The records
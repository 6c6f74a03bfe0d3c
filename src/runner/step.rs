//! Step executor
//!
//! Runs one step against the agent and database collaborators and turns
//! the outcome into a [`StepReport`]. Collaborator rejections and timeouts
//! are caught here and become status `error`; nothing escapes as `Err`.

use std::future::Future;
use std::time::{Duration, Instant};

use serde_json::Value;

use crate::adapters::{Agent, ChatRequest, Database, Record};
use crate::common::config::Config;
use crate::common::{Error, Result};
use crate::scenario::{ChatStep, EntityCheck, SetupInsert, Step, VerifyStep, WaitStep};

use super::assertions::{check_fields, check_response, check_tools};
use super::context::ExecutionContext;
use super::report::{AssertionKind, AssertionResult, StepOutput, StepReport, StepState, StepStatus};

/// Timeouts and budgets used by the executor
#[derive(Debug, Clone)]
pub struct ExecutorConfig {
    pub chat_timeout: Duration,
    pub max_tool_calls: Option<u32>,
    pub poll_interval: Duration,
    pub wait_timeout: Duration,
}

impl Default for ExecutorConfig {
    fn default() -> Self {
        Self::from(&Config::default())
    }
}

impl From<&Config> for ExecutorConfig {
    fn from(config: &Config) -> Self {
        Self {
            chat_timeout: Duration::from_secs(config.runner.chat_timeout_secs),
            max_tool_calls: config.runner.max_tool_calls,
            poll_interval: Duration::from_millis(config.wait.poll_interval_ms),
            wait_timeout: Duration::from_secs(config.wait.default_timeout_secs),
        }
    }
}

/// What a step handler produced, before timing and bookkeeping
struct StepOutcome {
    status: StepStatus,
    assertions: Vec<AssertionResult>,
    output: StepOutput,
    error: Option<String>,
}

impl StepOutcome {
    fn error(message: impl Into<String>) -> Self {
        Self {
            status: StepStatus::Error,
            assertions: Vec::new(),
            output: StepOutput::None,
            error: Some(message.into()),
        }
    }

    fn judged(assertions: Vec<AssertionResult>, output: StepOutput) -> Self {
        let status = if assertions.iter().all(|a| a.passed) {
            StepStatus::Passed
        } else {
            StepStatus::Failed
        };
        Self {
            status,
            assertions,
            output,
            error: None,
        }
    }
}

/// Executes single steps against injected collaborators
pub struct StepExecutor<'a> {
    agent: &'a dyn Agent,
    database: &'a dyn Database,
    config: &'a ExecutorConfig,
}

impl<'a> StepExecutor<'a> {
    pub fn new(agent: &'a dyn Agent, database: &'a dyn Database, config: &'a ExecutorConfig) -> Self {
        Self {
            agent,
            database,
            config,
        }
    }

    /// Execute one step, mutating the scenario's context
    pub async fn execute(&self, index: usize, step: &Step, ctx: &mut ExecutionContext) -> StepReport {
        let started = Instant::now();
        let outcome = match StepState::Pending.start() {
            Ok(running) => {
                let outcome = match step {
                    Step::Chat(chat) => self.chat(chat, ctx).await,
                    Step::Verify(verify) => self.verify(verify, ctx).await,
                    Step::Wait(wait) => self.wait(wait, ctx).await,
                    Step::Setup(setup) => self.setup(&setup.insert, ctx).await,
                };
                match running.finish(outcome.status) {
                    Ok(_) => outcome,
                    Err(e) => StepOutcome::error(e.to_string()),
                }
            }
            Err(e) => StepOutcome::error(e.to_string()),
        };

        let report = StepReport {
            index,
            label: step.label().map(str::to_string),
            kind: step.kind(),
            status: outcome.status,
            duration: started.elapsed(),
            assertions: outcome.assertions,
            output: outcome.output,
            error: outcome.error,
        };

        match report.status {
            StepStatus::Passed => tracing::debug!(step = index, kind = %report.kind, "Step passed"),
            _ => tracing::debug!(
                step = index,
                kind = %report.kind,
                status = ?report.status,
                reason = report.failure_message().as_deref().unwrap_or(""),
                "Step did not pass"
            ),
        }
        report
    }

    /// Execute a `setup` insert from the scenario header
    pub async fn execute_insert(
        &self,
        index: usize,
        insert: &SetupInsert,
        ctx: &mut ExecutionContext,
    ) -> StepReport {
        let started = Instant::now();
        let outcome = self.setup(insert, ctx).await;
        StepReport {
            index,
            label: insert.alias.clone(),
            kind: crate::scenario::StepKind::Setup,
            status: outcome.status,
            duration: started.elapsed(),
            assertions: outcome.assertions,
            output: outcome.output,
            error: outcome.error,
        }
    }

    async fn chat(&self, step: &ChatStep, ctx: &mut ExecutionContext) -> StepOutcome {
        // Named conversation > continueConversation > fresh
        let conversation_id = match &step.conversation {
            Some(name) => ctx.conversations.get(name).cloned(),
            None if step.continue_conversation => ctx.conversation_id.clone(),
            None => None,
        };
        let timeout = step
            .timeout_secs
            .map(Duration::from_secs)
            .unwrap_or(self.config.chat_timeout);

        let request = ChatRequest {
            message: ctx.resolve_str(&step.message),
            user_id: ctx.user_id.clone(),
            conversation_id,
            max_tool_calls: step.max_tool_calls.or(self.config.max_tool_calls),
            timeout: Some(timeout),
        };

        let response = match tokio::time::timeout(timeout, self.agent.chat(request)).await {
            Ok(Ok(response)) => response,
            Ok(Err(e)) => return StepOutcome::error(e.to_string()),
            Err(_) => return StepOutcome::error(Error::Timeout(timeout.as_millis() as u64).to_string()),
        };

        ctx.conversation_id = Some(response.conversation_id.clone());
        if let Some(name) = &step.conversation {
            ctx.conversations
                .insert(name.clone(), response.conversation_id.clone());
        }
        for event in &response.usage {
            ctx.usage.record(event);
        }

        let tools: Vec<_> = step
            .tools
            .iter()
            .map(|t| {
                let mut t = t.clone();
                t.args = t.args.map(|args| ctx.resolve_record(&args));
                t
            })
            .collect();
        let mut assertions = check_tools(&tools, &response.tool_calls);
        if let Some(expected) = &step.response {
            let mut expected = expected.clone();
            for needle in expected.contains.iter_mut().chain(expected.not_contains.iter_mut()) {
                *needle = ctx.resolve_str(needle);
            }
            assertions.extend(check_response(&expected, &response.text));
        }

        StepOutcome::judged(
            assertions,
            StepOutput::Chat {
                response: response.text,
                tool_calls: response.tool_calls,
                conversation_id: response.conversation_id,
            },
        )
    }

    async fn verify(&self, step: &VerifyStep, ctx: &ExecutionContext) -> StepOutcome {
        let mut assertions = Vec::new();
        let mut verified = 0;

        for check in &step.entities {
            let row = match self.lookup(check, ctx).await {
                Ok(row) => row,
                Err(e) => return StepOutcome::error(e.to_string()),
            };
            match row {
                Some(row) => {
                    assertions.push(AssertionResult::pass(
                        AssertionKind::EntityFound,
                        format!("{} {} found", check.entity, describe(check)),
                    ));
                    let expected = ctx.resolve_record(&check.fields);
                    let fields = check_fields(&check.entity, &expected, &row);
                    if fields.iter().all(|a| a.passed) {
                        verified += 1;
                    }
                    assertions.extend(fields);
                }
                None => assertions.push(AssertionResult::fail(
                    AssertionKind::EntityFound,
                    format!("{} {} not found", check.entity, describe(check)),
                )),
            }
        }

        StepOutcome::judged(
            assertions,
            StepOutput::Verify {
                entities_verified: verified,
            },
        )
    }

    async fn wait(&self, step: &WaitStep, ctx: &ExecutionContext) -> StepOutcome {
        if step.seconds.is_none() && step.until.is_none() {
            return StepOutcome::error("wait step needs 'seconds' or 'until'");
        }

        if let Some(seconds) = step.seconds {
            // negative clamps to zero, NaN and overflow are rejected
            let clamped = if seconds < 0.0 { 0.0 } else { seconds };
            let Ok(delay) = Duration::try_from_secs_f64(clamped) else {
                return StepOutcome::error(format!("wait of {} seconds is not a valid delay", seconds));
            };
            tokio::time::sleep(delay).await;
        }

        let Some(condition) = &step.until else {
            return StepOutcome::judged(Vec::new(), StepOutput::Wait { attempts: 0 });
        };

        let timeout = step
            .timeout_secs
            .map(Duration::from_secs)
            .unwrap_or(self.config.wait_timeout);
        let interval = step
            .interval_ms
            .map(Duration::from_millis)
            .unwrap_or(self.config.poll_interval);

        let mut attempts = 0;
        let executor = self;
        let polled = tokio::time::timeout(
            timeout,
            poll_until(
                interval,
                timeout,
                move || executor.condition_holds(condition, ctx),
                |n| attempts = n,
            ),
        )
        .await;

        let output = StepOutput::Wait { attempts };
        match polled {
            Ok(Ok(true)) => StepOutcome::judged(
                vec![AssertionResult::pass(
                    AssertionKind::EntityFound,
                    format!("{} {} satisfied after {} attempt(s)", condition.entity, describe(condition), attempts),
                )],
                output,
            ),
            Ok(Ok(false)) | Err(_) => StepOutcome::judged(
                vec![AssertionResult::fail(
                    AssertionKind::EntityFound,
                    format!(
                        "{} {} not satisfied within {}s ({} attempt(s))",
                        condition.entity,
                        describe(condition),
                        timeout.as_secs_f64(),
                        attempts
                    ),
                )],
                output,
            ),
            Ok(Err(e)) => StepOutcome {
                output,
                ..StepOutcome::error(e.to_string())
            },
        }
    }

    async fn setup(&self, insert: &SetupInsert, ctx: &mut ExecutionContext) -> StepOutcome {
        let mut data = ctx.resolve_record(&insert.data);

        let schema = match self.database.schema(&insert.entity).await {
            Ok(schema) => schema,
            Err(e) => return StepOutcome::error(e.to_string()),
        };
        if let Some(column) = schema.ownership_column {
            data.entry(column)
                .or_insert_with(|| Value::String(ctx.user_id.clone()));
        }

        let row = match self.database.insert(&insert.entity, data).await {
            Ok(row) => row,
            Err(e) => return StepOutcome::error(e.to_string()),
        };

        let inserted_id = row.get("id").map(|v| match v {
            Value::String(s) => s.clone(),
            other => other.to_string(),
        });
        if let Some(alias) = &insert.alias {
            ctx.capture(alias, row);
        }

        StepOutcome::judged(
            Vec::new(),
            StepOutput::Setup {
                entity: insert.entity.clone(),
                inserted_id,
                alias: insert.alias.clone(),
            },
        )
    }

    /// Find the row an entity check refers to
    async fn lookup(&self, check: &EntityCheck, ctx: &ExecutionContext) -> Result<Option<Record>> {
        if let Some(id) = &check.id {
            return self.database.find_by_id(&check.entity, &ctx.resolve_str(id)).await;
        }
        if let Some(title) = &check.title {
            return self
                .database
                .find_by_title(&check.entity, &ctx.resolve_str(title))
                .await;
        }
        if let Some(filter) = &check.filter {
            let rows = self
                .database
                .list(&check.entity, &ctx.resolve_record(filter))
                .await?;
            return Ok(rows.into_iter().next());
        }
        Err(Error::Config(format!(
            "check on '{}' needs 'id', 'title' or 'filter'",
            check.entity
        )))
    }

    async fn condition_holds(&self, check: &EntityCheck, ctx: &ExecutionContext) -> Result<bool> {
        let Some(row) = self.lookup(check, ctx).await? else {
            return Ok(false);
        };
        let expected = ctx.resolve_record(&check.fields);
        Ok(check_fields(&check.entity, &expected, &row)
            .iter()
            .all(|a| a.passed))
    }
}

fn describe(check: &EntityCheck) -> String {
    if let Some(id) = &check.id {
        format!("id={}", id)
    } else if let Some(title) = &check.title {
        format!("title='{}'", title)
    } else if let Some(filter) = &check.filter {
        format!("filter={}", Value::Object(filter.clone()))
    } else {
        "(no selector)".to_string()
    }
}

/// Poll `check` every `interval` until it returns true or `timeout` elapses
///
/// `on_attempt` receives the running attempt count before every check.
pub async fn poll_until<F, Fut>(
    interval: Duration,
    timeout: Duration,
    mut check: F,
    mut on_attempt: impl FnMut(u32),
) -> Result<bool>
where
    F: FnMut() -> Fut,
    Fut: Future<Output = Result<bool>>,
{
    let deadline = Instant::now() + timeout;
    let mut attempt = 0;
    loop {
        attempt += 1;
        on_attempt(attempt);
        if check().await? {
            return Ok(true);
        }
        let now = Instant::now();
        if now >= deadline {
            return Ok(false);
        }
        tokio::time::sleep(interval.min(deadline - now)).await;
    }
}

Assignment
Find every line in the records that contains the word "ChatStep"; copy those lines.

Solution for this task
use crate::scenario::{ChatStep, EntityCheck, SetupInsert, Step, VerifyStep, WaitStep};
    async fn chat(&self, step: &ChatStep, ctx: &mut ExecutionContext) -> StepOutcome {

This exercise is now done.